• [WHAT THE EXERCISE ASKS] If a line of the data below contains the string "StubChannel", count it, then state the total alone.

• [GIVEN RECORDS]
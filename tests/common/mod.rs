//! Shared fixtures for the integration tests.
#![allow(dead_code)]

use std::collections::HashMap;
use std::io;
use std::pin::Pin;
use std::sync::{Arc, Mutex};
use std::task::{Context, Poll};

use sqlhttpd::backend::channel::{CommandChannel, CommandError, TabularResult};
use sqlhttpd::backend::resolver::{Resource, ResourceResolver};
use sqlhttpd::config::LimitsConfig;
use sqlhttpd::handlers::Handlers;
use sqlhttpd::http::connection::Connection;
use tokio::io::{AsyncRead, AsyncWrite, ReadBuf};

pub const INDEX_HTML: &[u8] = b"<html><body>hello</body></html>\n";

/// Resolver backed by an in-memory map.
#[derive(Default)]
pub struct MemoryResolver {
    files: HashMap<String, Vec<u8>>,
}

impl MemoryResolver {
    pub fn with(mut self, name: &str, body: &[u8]) -> Self {
        self.files.insert(name.to_string(), body.to_vec());
        self
    }
}

impl ResourceResolver for MemoryResolver {
    async fn resolve(&self, name: &str) -> io::Result<Option<Resource>> {
        Ok(self.files.get(name).map(|body| Resource {
            name: name.to_string(),
            body: Box::new(io::Cursor::new(body.clone())),
        }))
    }
}

type Reply = dyn Fn(&str) -> Result<TabularResult, CommandError> + Send + Sync;

/// Channel that records every command and answers with a fixed function.
pub struct StubChannel {
    commands: Arc<Mutex<Vec<String>>>,
    reply: Box<Reply>,
}

impl StubChannel {
    pub fn new(
        reply: impl Fn(&str) -> Result<TabularResult, CommandError> + Send + Sync + 'static,
    ) -> (Self, Arc<Mutex<Vec<String>>>) {
        let commands = Arc::new(Mutex::new(Vec::new()));
        let channel = Self {
            commands: Arc::clone(&commands),
            reply: Box::new(reply),
        };
        (channel, commands)
    }

    pub fn rejecting(message: &'static str) -> (Self, Arc<Mutex<Vec<String>>>) {
        Self::new(move |_| Err(CommandError::Rejected(message.to_string())))
    }
}

impl CommandChannel for StubChannel {
    fn execute(&self, command: &str) -> Result<TabularResult, CommandError> {
        self.commands.lock().unwrap().push(command.to_string());
        (self.reply)(command)
    }
}

pub fn sample_result() -> TabularResult {
    TabularResult::new(
        vec!["a".to_string(), "b".to_string()],
        vec![
            vec![Some("1".to_string()), Some("2".to_string())],
            vec![None, Some("4".to_string())],
        ],
    )
    .unwrap()
}

pub fn handlers<R, C>(resolver: R, channel: C) -> Arc<Handlers<R, C>>
where
    R: ResourceResolver,
    C: CommandChannel,
{
    Arc::new(Handlers::new(resolver, channel, "index.html", LimitsConfig::default()))
}

pub fn default_handlers() -> Arc<Handlers<MemoryResolver, StubChannel>> {
    let resolver = MemoryResolver::default().with("index.html", INDEX_HTML);
    let (channel, _) = StubChannel::rejecting("unused");
    handlers(resolver, channel)
}

/// In-memory stream that hands out its input one byte per read, so the
/// number of bytes consumed is exact.
pub struct ScriptedStream {
    input: Vec<u8>,
    pos: usize,
    pub output: Vec<u8>,
}

impl ScriptedStream {
    pub fn new(input: &[u8]) -> Self {
        Self {
            input: input.to_vec(),
            pos: 0,
            output: Vec::new(),
        }
    }

    pub fn bytes_read(&self) -> usize {
        self.pos
    }
}

impl AsyncRead for ScriptedStream {
    fn poll_read(
        mut self: Pin<&mut Self>,
        _cx: &mut Context<'_>,
        buf: &mut ReadBuf<'_>,
    ) -> Poll<io::Result<()>> {
        if self.pos < self.input.len() && buf.remaining() > 0 {
            let byte = self.input[self.pos];
            buf.put_slice(&[byte]);
            self.pos += 1;
        }
        Poll::Ready(Ok(()))
    }
}

impl AsyncWrite for ScriptedStream {
    fn poll_write(
        mut self: Pin<&mut Self>,
        _cx: &mut Context<'_>,
        data: &[u8],
    ) -> Poll<io::Result<usize>> {
        self.output.extend_from_slice(data);
        Poll::Ready(Ok(data.len()))
    }

    fn poll_flush(self: Pin<&mut Self>, _cx: &mut Context<'_>) -> Poll<io::Result<()>> {
        Poll::Ready(Ok(()))
    }

    fn poll_shutdown(self: Pin<&mut Self>, _cx: &mut Context<'_>) -> Poll<io::Result<()>> {
        Poll::Ready(Ok(()))
    }
}

/// Runs one connection over `request` and returns the stream afterwards.
pub async fn exchange<R, C>(handlers: Arc<Handlers<R, C>>, request: &[u8]) -> ScriptedStream
where
    R: ResourceResolver,
    C: CommandChannel,
{
    let mut conn = Connection::new(ScriptedStream::new(request), handlers);
    conn.run().await.unwrap();
    conn.into_inner()
}

/// Splits raw response bytes into the head (without the blank line) and body.
pub fn split_response(raw: &[u8]) -> (String, Vec<u8>) {
    let end = raw
        .windows(4)
        .position(|w| w == b"\r\n\r\n")
        .expect("response has a blank line after the headers");
    let head = String::from_utf8(raw[..end].to_vec()).unwrap();
    (head, raw[end + 4..].to_vec())
}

• [EXPECTED ANSWER] 5